11 U.S.C. § 523(a)(2)(A) (1994).

It is well-settled that a creditor alleging actual fraud must prove, by a preponderance of the evidence,3 the following five elements: (1) the debtor made a material misrepresentation, (2) with knowledge of its falsity, (3) with the intent to deceive, (4) on which the creditor justifiably relied, and (5) [698]*698due to which the creditor sustained loss or damage. In re Kirsh, 973 F.2d 1454, 1457 (9th Cir.1992) (per curiam); In re Britton, 950 F.2d 602, 604 (9th Cir.1991); In re Rubin, 875 F.2d 755, 759 (9th Cir.1989).

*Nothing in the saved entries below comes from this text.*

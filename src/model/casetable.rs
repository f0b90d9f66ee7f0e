use indexmap::IndexMap;
use serde::{Deserialize, Serialize};
use ts_rs::TS;

use crate::xml::XmlNode;

/// One static input condition of a case.
///
/// `value_key` names the attribute that drives the displayed/edited value:
/// the tag of the first text-bearing child folded into `attributes`, else the
/// first present of `Value`, `State`, `Level`, `Mode`.
#[derive(Debug, Clone, PartialEq, Eq, Serialize, Deserialize, TS)]
#[ts(export)]
pub struct StaticInput {
    #[ts(type = "Record<string, string>")]
    pub attributes: IndexMap<String, String>,
    pub value_key: String,
}

/// Speed-activation block of a case. `mode_key` is resolved from the
/// candidates `Mode`, `Type`, `State`, `Value`, in that order.
#[derive(Debug, Clone, PartialEq, Eq, Serialize, Deserialize, TS)]
#[ts(export)]
pub struct SpeedActivation {
    #[ts(type = "Record<string, string>")]
    pub attributes: IndexMap<String, String>,
    pub mode_key: String,
}

/// Child ordering record of one case: recognized blocks interleaved with
/// passthrough nodes, in document order, so saves reproduce the original
/// layout exactly.
#[derive(Debug, Clone, PartialEq, Eq, Serialize, Deserialize, TS)]
#[serde(tag = "kind", rename_all = "snake_case")]
#[ts(export)]
pub enum CaseSegment {
    StaticInputs,
    SpeedActivation,
    Node { node: XmlNode },
}

/// One row of a casetable: static input conditions plus activation mode.
#[derive(Debug, Clone, PartialEq, Eq, Default, Serialize, Deserialize, TS)]
#[ts(export)]
pub struct Case {
    #[ts(type = "Record<string, string>")]
    pub attributes: IndexMap<String, String>,
    pub static_inputs: Vec<StaticInput>,
    pub speed_activation: Option<SpeedActivation>,
    pub layout: Vec<CaseSegment>,
}

/// Reset block of an eval. All three members default to empty strings.
#[derive(Debug, Clone, PartialEq, Eq, Default, Serialize, Deserialize, TS)]
#[serde(rename_all = "camelCase")]
#[ts(export)]
pub struct Reset {
    pub reset_type: String,
    pub auto_reset_time: String,
    pub eval_reset_source: String,
}

/// Permanent preset of an eval: the nested scan-plane attributes plus its
/// `FieldMode` text.
#[derive(Debug, Clone, PartialEq, Eq, Default, Serialize, Deserialize, TS)]
#[serde(rename_all = "camelCase")]
#[ts(export)]
pub struct PermanentPreset {
    #[ts(type = "Record<string, string>")]
    pub attributes: IndexMap<String, String>,
    pub field_mode: String,
}

/// Scan plane nested under an eval case: attributes plus the two scalar
/// children that matter to field switching.
#[derive(Debug, Clone, PartialEq, Eq, Default, Serialize, Deserialize, TS)]
#[serde(rename_all = "camelCase")]
#[ts(export)]
pub struct EvalScanPlane {
    #[ts(type = "Record<string, string>")]
    pub attributes: IndexMap<String, String>,
    pub user_field_id: String,
    pub is_splitted: String,
}

/// One sub-case of an eval, tied to a scan-plane preset.
#[derive(Debug, Clone, PartialEq, Eq, Default, Serialize, Deserialize, TS)]
#[serde(rename_all = "camelCase")]
#[ts(export)]
pub struct EvalCase {
    #[ts(type = "Record<string, string>")]
    pub attributes: IndexMap<String, String>,
    pub scan_plane: EvalScanPlane,
}

/// An evaluation unit: reset behavior plus a set of sub-cases.
#[derive(Debug, Clone, PartialEq, Eq, Default, Serialize, Deserialize, TS)]
#[serde(rename_all = "camelCase")]
#[ts(export)]
pub struct Eval {
    #[ts(type = "Record<string, string>")]
    pub attributes: IndexMap<String, String>,
    pub name: String,
    pub name_latin9_key: String,
    pub q: String,
    pub reset: Reset,
    pub permanent_preset: PermanentPreset,
    pub cases: Vec<EvalCase>,
}

/// The `Evals` container: its own attributes plus the eval list.
#[derive(Debug, Clone, PartialEq, Eq, Default, Serialize, Deserialize, TS)]
#[ts(export)]
pub struct EvalsSection {
    #[ts(type = "Record<string, string>")]
    pub attributes: IndexMap<String, String>,
    pub evals: Vec<Eval>,
}

/// Child ordering record of the selected casetable. One segment per child in
/// document order; unrecognized children ride along as `Node` segments.
#[derive(Debug, Clone, PartialEq, Eq, Serialize, Deserialize, TS)]
#[serde(tag = "kind", rename_all = "snake_case")]
#[ts(export)]
pub enum TableSegment {
    Configuration,
    Cases,
    Evals,
    FieldsConfiguration,
    Node { node: XmlNode },
}

impl TableSegment {
    /// The four well-known kinds, in their canonical default order.
    pub const WELL_KNOWN: [TableSegment; 4] = [
        TableSegment::Configuration,
        TableSegment::Cases,
        TableSegment::Evals,
        TableSegment::FieldsConfiguration,
    ];
}

/// Structured payload of the selected casetable (the one with `Index="0"`,
/// else the first present).
#[derive(Debug, Clone, PartialEq, Eq, Serialize, Deserialize, TS)]
#[ts(export)]
pub struct CasetablePayload {
    #[ts(type = "Record<string, string>")]
    pub casetable_attributes: IndexMap<String, String>,
    pub configuration: Option<XmlNode>,
    pub cases: Vec<Case>,
    pub evals: EvalsSection,
    pub fields_configuration: Option<XmlNode>,
    pub layout: Vec<TableSegment>,
}

impl CasetablePayload {
    /// The documented fallback: `Index="0"`, nothing else, and the canonical
    /// four-segment layout. Returned whenever the casetable export section or
    /// every `Casetable` is absent or unparsable.
    #[must_use]
    pub fn fallback() -> Self {
        let mut casetable_attributes = IndexMap::new();
        casetable_attributes.insert("Index".to_string(), "0".to_string());
        Self {
            casetable_attributes,
            configuration: None,
            cases: Vec::new(),
            evals: EvalsSection::default(),
            fields_configuration: None,
            layout: TableSegment::WELL_KNOWN.to_vec(),
        }
    }
}
mod bus;
mod log;
mod types;

pub use bus::*;
pub use log::*;
pub use types::*;
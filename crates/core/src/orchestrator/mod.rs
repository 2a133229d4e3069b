//! Task lifecycle orchestrator.
//!
//! The orchestrator owns the state machine
//! (`pending -> processing -> completed | failed`), appends ordered events
//! through the event bus, and coordinates the object store and work queue.
//! Per-task state is guarded by a per-task lock so reports for the same
//! task serialize while unrelated tasks proceed in parallel.

mod config;
mod locks;
mod service;
mod types;

pub use config::OrchestratorConfig;
pub use locks::TaskLocks;
pub use service::TaskOrchestrator;
pub use types::{
    FileCategory, FileStructure, OrchestratorError, StatusReport, TaskData, TaskDataKind,
};
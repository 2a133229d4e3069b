pub mod artifacts;
pub mod auth;
pub mod config;
pub mod events;
pub mod orchestrator;
pub mod queue;
pub mod storage;
pub mod task;
pub mod testing;

pub use artifacts::{read_rows, write_rows, ArtifactError, ColumnData};
pub use auth::{
    create_authenticator, ApiKeyAuthenticator, AuthError, AuthRequest, Authenticator, Identity,
    NoneAuthenticator,
};
pub use config::{
    load_config, load_config_from_str, validate_config, AuthConfig, AuthMethod, Config,
    ConfigError, DatabaseConfig, ObjectStoreConfig, QueueConfig, SanitizedConfig, ServerConfig,
};
pub use events::{
    EventBus, EventBusError, EventKind, EventLog, EventLogError, EventPayload, SqliteEventLog,
    Subscription, TaskEvent,
};
pub use orchestrator::{
    FileCategory, FileStructure, OrchestratorConfig, OrchestratorError, StatusReport, TaskData,
    TaskDataKind, TaskOrchestrator,
};
pub use queue::{ExtractionRequest, NatsWorkQueue, QueueError, WorkQueue};
pub use storage::{
    FsObjectStore, ObjectStore, ObjectStoreError, PARQUET_PREFIX, PDF_PREFIX,
};
pub use task::{
    NewTask, SqliteTaskStore, StorageRole, Task, TaskError, TaskStatus, TaskStore, TaskUpdate,
};
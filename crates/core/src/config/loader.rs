use figment::{
    providers::{Env, Format, Toml},
    Figment,
};
use std::path::Path;

use super::{types::Config, ConfigError};

/// Load configuration from file with environment variable overrides
pub fn load_config(path: &Path) -> Result<Config, ConfigError> {
    if !path.exists() {
        return Err(ConfigError::FileNotFound(path.display().to_string()));
    }

    let config: Config = Figment::new()
        .merge(Toml::file(path))
        .merge(Env::prefixed("SCRIVANO_").split("_"))
        .extract()
        .map_err(|e| ConfigError::ParseError(e.to_string()))?;

    Ok(config)
}

/// Load configuration from TOML string (useful for testing)
pub fn load_config_from_str(toml_str: &str) -> Result<Config, ConfigError> {
    toml::from_str(toml_str).map_err(|e| ConfigError::ParseError(e.to_string()))
}

#[cfg(test)]
mod tests {
    use super::*;
    use std::io::Write;
    use tempfile::NamedTempFile;

    #[test]
    fn test_load_config_from_str_valid() {
        let toml = r#"
[auth]
method = "none"

[server]
port = 9000

[queue]
subject = "scrivano.test.extract"
"#;
        let config = load_config_from_str(toml).unwrap();
        assert_eq!(config.server.port, 9000);
        assert_eq!(config.queue.subject, "scrivano.test.extract");
        // Unset sections fall back to defaults.
        assert_eq!(config.orchestrator.event_capacity, 256);
    }

    #[test]
    fn test_load_config_from_str_missing_auth() {
        let toml = r#"
[server]
port = 8084
"#;
        let result = load_config_from_str(toml);
        assert!(result.is_err());
        let err = result.unwrap_err();
        assert!(matches!(err, ConfigError::ParseError(_)));
    }

    #[test]
    fn test_load_config_file_not_found() {
        let result = load_config(Path::new("/nonexistent/config.toml"));
        assert!(result.is_err());
        let err = result.unwrap_err();
        assert!(matches!(err, ConfigError::FileNotFound(_)));
    }

    #[test]
    fn test_load_config_from_file() {
        let mut temp_file = NamedTempFile::new().unwrap();
        writeln!(
            temp_file,
            r#"
[auth]
method = "api_key"
api_key = "test-key"

[server]
host = "127.0.0.1"
port = 3000

[objects]
root = "/tmp/scrivano-objects"
"#
        )
        .unwrap();

        let config = load_config(temp_file.path()).unwrap();
        assert_eq!(config.server.port, 3000);
        assert_eq!(config.server.host.to_string(), "127.0.0.1");
        assert_eq!(config.auth.api_key.as_deref(), Some("test-key"));
        assert_eq!(
            config.objects.root,
            std::path::PathBuf::from("/tmp/scrivano-objects")
        );
    }
}
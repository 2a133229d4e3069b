mod parquet;

pub use parquet::*;
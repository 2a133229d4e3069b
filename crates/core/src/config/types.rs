use serde::{Deserialize, Serialize};
use std::net::IpAddr;
use std::path::PathBuf;

use crate::orchestrator::OrchestratorConfig;

/// Root configuration
#[derive(Debug, Clone, Deserialize, Serialize)]
pub struct Config {
    pub auth: AuthConfig,
    #[serde(default)]
    pub server: ServerConfig,
    #[serde(default)]
    pub database: DatabaseConfig,
    #[serde(default)]
    pub objects: ObjectStoreConfig,
    #[serde(default)]
    pub queue: QueueConfig,
    #[serde(default)]
    pub orchestrator: OrchestratorConfig,
}

/// Server configuration
#[derive(Debug, Clone, Deserialize, Serialize)]
pub struct ServerConfig {
    #[serde(default = "default_host")]
    pub host: IpAddr,
    #[serde(default = "default_port")]
    pub port: u16,
}

impl Default for ServerConfig {
    fn default() -> Self {
        Self {
            host: default_host(),
            port: default_port(),
        }
    }
}

fn default_host() -> IpAddr {
    "0.0.0.0".parse().unwrap()
}

fn default_port() -> u16 {
    8084
}

/// Authentication configuration
#[derive(Debug, Clone, Deserialize, Serialize)]
pub struct AuthConfig {
    pub method: AuthMethod,
    /// Shared key, required when method = "api_key".
    #[serde(default)]
    pub api_key: Option<String>,
}

#[derive(Debug, Clone, Copy, Deserialize, Serialize, PartialEq, Eq)]
#[serde(rename_all = "snake_case")]
pub enum AuthMethod {
    None,
    ApiKey,
}

/// Database configuration (task records and event log)
#[derive(Debug, Clone, Deserialize, Serialize)]
pub struct DatabaseConfig {
    #[serde(default = "default_db_path")]
    pub path: PathBuf,
}

impl Default for DatabaseConfig {
    fn default() -> Self {
        Self {
            path: default_db_path(),
        }
    }
}

fn default_db_path() -> PathBuf {
    PathBuf::from("scrivano.db")
}

/// Object store configuration
#[derive(Debug, Clone, Deserialize, Serialize)]
pub struct ObjectStoreConfig {
    /// Root directory for the filesystem-backed store.
    #[serde(default = "default_objects_root")]
    pub root: PathBuf,
}

impl Default for ObjectStoreConfig {
    fn default() -> Self {
        Self {
            root: default_objects_root(),
        }
    }
}

fn default_objects_root() -> PathBuf {
    PathBuf::from("data/objects")
}

/// Work queue (NATS JetStream) configuration
#[derive(Debug, Clone, Deserialize, Serialize)]
pub struct QueueConfig {
    /// NATS server URLs.
    #[serde(default = "default_queue_urls")]
    pub urls: Vec<String>,
    /// Subject extraction requests are published to.
    #[serde(default = "default_queue_subject")]
    pub subject: String,
    /// JetStream stream backing the subject.
    #[serde(default = "default_queue_stream")]
    pub stream: String,
    /// Connection timeout in seconds.
    #[serde(default = "default_queue_timeout")]
    pub connection_timeout_secs: u64,
    /// Client connection name.
    #[serde(default = "default_queue_client_name")]
    pub client_name: String,
}

impl Default for QueueConfig {
    fn default() -> Self {
        Self {
            urls: default_queue_urls(),
            subject: default_queue_subject(),
            stream: default_queue_stream(),
            connection_timeout_secs: default_queue_timeout(),
            client_name: default_queue_client_name(),
        }
    }
}

fn default_queue_urls() -> Vec<String> {
    vec!["nats://localhost:4222".to_string()]
}

fn default_queue_subject() -> String {
    "scrivano.tasks.extract".to_string()
}

fn default_queue_stream() -> String {
    "SCRIVANO_TASKS".to_string()
}

fn default_queue_timeout() -> u64 {
    5
}

fn default_queue_client_name() -> String {
    "scrivano-server".to_string()
}

/// Sanitized config for API responses (secrets redacted)
#[derive(Debug, Clone, Serialize)]
pub struct SanitizedConfig {
    pub auth: SanitizedAuthConfig,
    pub server: ServerConfig,
    pub database: DatabaseConfig,
    pub objects: ObjectStoreConfig,
    pub queue: SanitizedQueueConfig,
    pub orchestrator: OrchestratorConfig,
}

#[derive(Debug, Clone, Serialize)]
pub struct SanitizedAuthConfig {
    pub method: String,
    pub api_key_configured: bool,
}

/// Sanitized queue config (credentials in URLs are a deployment concern,
/// the URLs themselves are not secret here)
#[derive(Debug, Clone, Serialize)]
pub struct SanitizedQueueConfig {
    pub urls: Vec<String>,
    pub subject: String,
    pub stream: String,
}

impl From<&Config> for SanitizedConfig {
    fn from(config: &Config) -> Self {
        Self {
            auth: SanitizedAuthConfig {
                method: match config.auth.method {
                    AuthMethod::None => "none".to_string(),
                    AuthMethod::ApiKey => "api_key".to_string(),
                },
                api_key_configured: config
                    .auth
                    .api_key
                    .as_ref()
                    .is_some_and(|key| !key.is_empty()),
            },
            server: config.server.clone(),
            database: config.database.clone(),
            objects: config.objects.clone(),
            queue: SanitizedQueueConfig {
                urls: config.queue.urls.clone(),
                subject: config.queue.subject.clone(),
                stream: config.queue.stream.clone(),
            },
            orchestrator: config.orchestrator.clone(),
        }
    }
}
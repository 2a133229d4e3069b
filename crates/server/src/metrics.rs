//! Prometheus metrics for observability.
//!
//! This module provides metrics for monitoring the scrivano server:
//! - HTTP request metrics (latency, counts, errors)
//! - SSE streaming connection metrics
//! - Task lifecycle metrics

use once_cell::sync::Lazy;
use prometheus::{
    self, Encoder, HistogramOpts, HistogramVec, IntCounter, IntCounterVec, IntGauge, Opts,
    Registry, TextEncoder,
};

/// Global metrics registry.
pub static REGISTRY: Lazy<Registry> = Lazy::new(|| {
    let registry = Registry::new();
    register_metrics(&registry);
    registry
});

// =============================================================================
// HTTP Request Metrics
// =============================================================================

/// HTTP request duration in seconds.
pub static HTTP_REQUEST_DURATION: Lazy<HistogramVec> = Lazy::new(|| {
    HistogramVec::new(
        HistogramOpts::new(
            "scrivano_http_request_duration_seconds",
            "HTTP request duration in seconds",
        )
        .buckets(vec![
            0.001, 0.005, 0.01, 0.025, 0.05, 0.1, 0.25, 0.5, 1.0, 2.5, 5.0, 10.0,
        ]),
        &["method", "path", "status"],
    )
    .unwrap()
});

/// HTTP requests total count.
pub static HTTP_REQUESTS_TOTAL: Lazy<IntCounterVec> = Lazy::new(|| {
    IntCounterVec::new(
        Opts::new("scrivano_http_requests_total", "Total HTTP requests"),
        &["method", "path", "status"],
    )
    .unwrap()
});

/// HTTP requests currently in flight.
pub static HTTP_REQUESTS_IN_FLIGHT: Lazy<IntGauge> = Lazy::new(|| {
    IntGauge::new(
        "scrivano_http_requests_in_flight",
        "Number of HTTP requests currently being processed",
    )
    .unwrap()
});

/// Authentication failures.
pub static AUTH_FAILURES_TOTAL: Lazy<IntCounterVec> = Lazy::new(|| {
    IntCounterVec::new(
        Opts::new(
            "scrivano_auth_failures_total",
            "Total authentication failures",
        ),
        &["reason"],
    )
    .unwrap()
});

// =============================================================================
// SSE Streaming Metrics
// =============================================================================

/// Active SSE subscriptions.
pub static SSE_CONNECTIONS_ACTIVE: Lazy<IntGauge> = Lazy::new(|| {
    IntGauge::new(
        "scrivano_sse_connections_active",
        "Number of active SSE event subscriptions",
    )
    .unwrap()
});

/// Total SSE subscriptions (cumulative).
pub static SSE_CONNECTIONS_TOTAL: Lazy<IntCounter> = Lazy::new(|| {
    IntCounter::new(
        "scrivano_sse_connections_total",
        "Total SSE event subscriptions since startup",
    )
    .unwrap()
});

/// SSE events sent by kind.
pub static SSE_EVENTS_SENT: Lazy<IntCounterVec> = Lazy::new(|| {
    IntCounterVec::new(
        Opts::new("scrivano_sse_events_sent_total", "SSE events sent"),
        &["kind"],
    )
    .unwrap()
});

/// Subscribers disconnected for falling behind.
pub static SSE_BACKPRESSURE_DISCONNECTS: Lazy<IntCounter> = Lazy::new(|| {
    IntCounter::new(
        "scrivano_sse_backpressure_disconnects_total",
        "SSE subscribers disconnected after exceeding their event buffer",
    )
    .unwrap()
});

// =============================================================================
// Task Metrics
// =============================================================================

/// Tasks created since startup.
pub static TASKS_CREATED_TOTAL: Lazy<IntCounter> = Lazy::new(|| {
    IntCounter::new("scrivano_tasks_created_total", "Tasks created").unwrap()
});

/// Task status transitions by target status.
pub static TASK_TRANSITIONS_TOTAL: Lazy<IntCounterVec> = Lazy::new(|| {
    IntCounterVec::new(
        Opts::new(
            "scrivano_task_transitions_total",
            "Task status transitions applied",
        ),
        &["to_status"],
    )
    .unwrap()
});

fn register_metrics(registry: &Registry) {
    registry
        .register(Box::new(HTTP_REQUEST_DURATION.clone()))
        .unwrap();
    registry
        .register(Box::new(HTTP_REQUESTS_TOTAL.clone()))
        .unwrap();
    registry
        .register(Box::new(HTTP_REQUESTS_IN_FLIGHT.clone()))
        .unwrap();
    registry
        .register(Box::new(AUTH_FAILURES_TOTAL.clone()))
        .unwrap();
    registry
        .register(Box::new(SSE_CONNECTIONS_ACTIVE.clone()))
        .unwrap();
    registry
        .register(Box::new(SSE_CONNECTIONS_TOTAL.clone()))
        .unwrap();
    registry.register(Box::new(SSE_EVENTS_SENT.clone())).unwrap();
    registry
        .register(Box::new(SSE_BACKPRESSURE_DISCONNECTS.clone()))
        .unwrap();
    registry
        .register(Box::new(TASKS_CREATED_TOTAL.clone()))
        .unwrap();
    registry
        .register(Box::new(TASK_TRANSITIONS_TOTAL.clone()))
        .unwrap();
}

/// Render the registry in Prometheus text exposition format.
pub fn render() -> String {
    let encoder = TextEncoder::new();
    let metric_families = REGISTRY.gather();
    let mut buffer = Vec::new();
    if encoder.encode(&metric_families, &mut buffer).is_err() {
        return String::new();
    }
    String::from_utf8(buffer).unwrap_or_default()
}

/// Collapse task ids in paths so metric label cardinality stays bounded.
///
/// `/api/v1/tasks/7b0c.../events` becomes `/api/v1/tasks/{id}/events`.
pub fn normalize_path(path: &str) -> String {
    path.split('/')
        .map(|segment| {
            if looks_like_task_id(segment) {
                "{id}"
            } else {
                segment
            }
        })
        .collect::<Vec<_>>()
        .join("/")
}

fn looks_like_task_id(segment: &str) -> bool {
    segment.len() == 36
        && segment.chars().filter(|c| *c == '-').count() == 4
        && segment.chars().all(|c| c.is_ascii_hexdigit() || c == '-')
}

#[cfg(test)]
mod tests {
    use super::*;

    #[test]
    fn test_normalize_path_replaces_uuids() {
        let path = "/api/v1/tasks/0a1b2c3d-4e5f-6071-8293-a4b5c6d7e8f9/events";
        assert_eq!(normalize_path(path), "/api/v1/tasks/{id}/events");
    }

    #[test]
    fn test_normalize_path_keeps_static_segments() {
        assert_eq!(normalize_path("/api/v1/tasks"), "/api/v1/tasks");
        assert_eq!(
            normalize_path("/api/v1/tasks/not-a-uuid/data"),
            "/api/v1/tasks/not-a-uuid/data"
        );
    }

    #[test]
    fn test_render_includes_registered_metrics() {
        TASKS_CREATED_TOTAL.inc();
        let text = render();
        assert!(text.contains("scrivano_tasks_created_total"));
    }
}
//! Caller identity validation.
//!
//! Every operation except the health check requires a pre-validated caller
//! identity. Token issuance and full identity management live outside this
//! service; the authenticator only checks the credentials attached to a
//! request and produces an [`Identity`] for handlers to consume.

use std::collections::HashMap;
use std::net::IpAddr;

use async_trait::async_trait;
use thiserror::Error;

use crate::config::{AuthConfig, AuthMethod};

/// Error type for authentication.
#[derive(Debug, Error)]
pub enum AuthError {
    /// No credentials were provided.
    #[error("not authenticated")]
    NotAuthenticated,

    /// Credentials were provided but are wrong.
    #[error("invalid credentials: {0}")]
    InvalidCredentials(String),

    /// The authenticator itself is misconfigured.
    #[error("auth configuration error: {0}")]
    Configuration(String),
}

/// A validated caller identity.
#[derive(Debug, Clone, PartialEq, Eq)]
pub struct Identity {
    /// Stable caller id.
    pub user_id: String,
    /// Auth method that produced this identity.
    pub method: String,
}

impl Identity {
    /// The identity used when authentication is disabled.
    pub fn anonymous() -> Self {
        Self {
            user_id: "anonymous".to_string(),
            method: "none".to_string(),
        }
    }
}

/// The credentials attached to an incoming request.
#[derive(Debug, Clone)]
pub struct AuthRequest {
    /// Request headers, lowercase keys.
    pub headers: HashMap<String, String>,
    /// Source address of the request.
    pub source_ip: IpAddr,
}

/// Trait for authentication backends.
#[async_trait]
pub trait Authenticator: Send + Sync {
    /// Validate a request's credentials.
    async fn authenticate(&self, request: &AuthRequest) -> Result<Identity, AuthError>;

    /// Method name (for logging and the middleware's fast path).
    fn method_name(&self) -> &'static str;
}

/// Authenticator that accepts everything (development / trusted networks).
#[derive(Debug, Default)]
pub struct NoneAuthenticator;

impl NoneAuthenticator {
    pub fn new() -> Self {
        Self
    }
}

#[async_trait]
impl Authenticator for NoneAuthenticator {
    async fn authenticate(&self, _request: &AuthRequest) -> Result<Identity, AuthError> {
        Ok(Identity::anonymous())
    }

    fn method_name(&self) -> &'static str {
        "none"
    }
}

/// Authenticator that validates a shared API key.
///
/// Accepts the key in either `Authorization: Bearer <key>` or
/// `X-API-Key: <key>`.
pub struct ApiKeyAuthenticator {
    expected_key: String,
}

impl ApiKeyAuthenticator {
    pub fn new(api_key: String) -> Self {
        Self {
            expected_key: api_key,
        }
    }

    fn extract_key(request: &AuthRequest) -> Option<&str> {
        if let Some(header) = request.headers.get("authorization") {
            if let Some(key) = header
                .strip_prefix("Bearer ")
                .or_else(|| header.strip_prefix("bearer "))
            {
                return Some(key);
            }
        }
        request.headers.get("x-api-key").map(String::as_str)
    }
}

#[async_trait]
impl Authenticator for ApiKeyAuthenticator {
    async fn authenticate(&self, request: &AuthRequest) -> Result<Identity, AuthError> {
        let provided = Self::extract_key(request).ok_or(AuthError::NotAuthenticated)?;

        if constant_time_eq(provided.as_bytes(), self.expected_key.as_bytes()) {
            Ok(Identity {
                user_id: "api_key_user".to_string(),
                method: "api_key".to_string(),
            })
        } else {
            Err(AuthError::InvalidCredentials("invalid API key".to_string()))
        }
    }

    fn method_name(&self) -> &'static str {
        "api_key"
    }
}

/// Constant-time byte comparison to prevent timing attacks.
fn constant_time_eq(a: &[u8], b: &[u8]) -> bool {
    if a.len() != b.len() {
        return false;
    }

    let mut result = 0u8;
    for (x, y) in a.iter().zip(b.iter()) {
        result |= x ^ y;
    }
    result == 0
}

/// Create an authenticator from config.
pub fn create_authenticator(config: &AuthConfig) -> Result<Box<dyn Authenticator>, AuthError> {
    match config.method {
        AuthMethod::None => Ok(Box::new(NoneAuthenticator::new())),
        AuthMethod::ApiKey => {
            let api_key = config
                .api_key
                .clone()
                .filter(|key| !key.is_empty())
                .ok_or_else(|| {
                    AuthError::Configuration(
                        "api_key must be set when using the api_key auth method".to_string(),
                    )
                })?;
            Ok(Box::new(ApiKeyAuthenticator::new(api_key)))
        }
    }
}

Cases involving the dischargeability of credit card obligations have proved problematic because the elements of reliance and misrepresentation don’t readily apply to credit card transactions. Courts which addressed this problem came up with two different solutions. One view is known as the “implied representation” theory. Under this view, each time a person uses a credit card, he makes an implied representation that he has the ability and the intention to pay for the charge.

The other view is known as the “assumption of the risk” theory. This theory states that a credit card company who does not conduct a credit investigation before issuing a credit card assumes the risk that the applicant will incur charges that he cannot pay for. Ward, 857 F.2d at 1085.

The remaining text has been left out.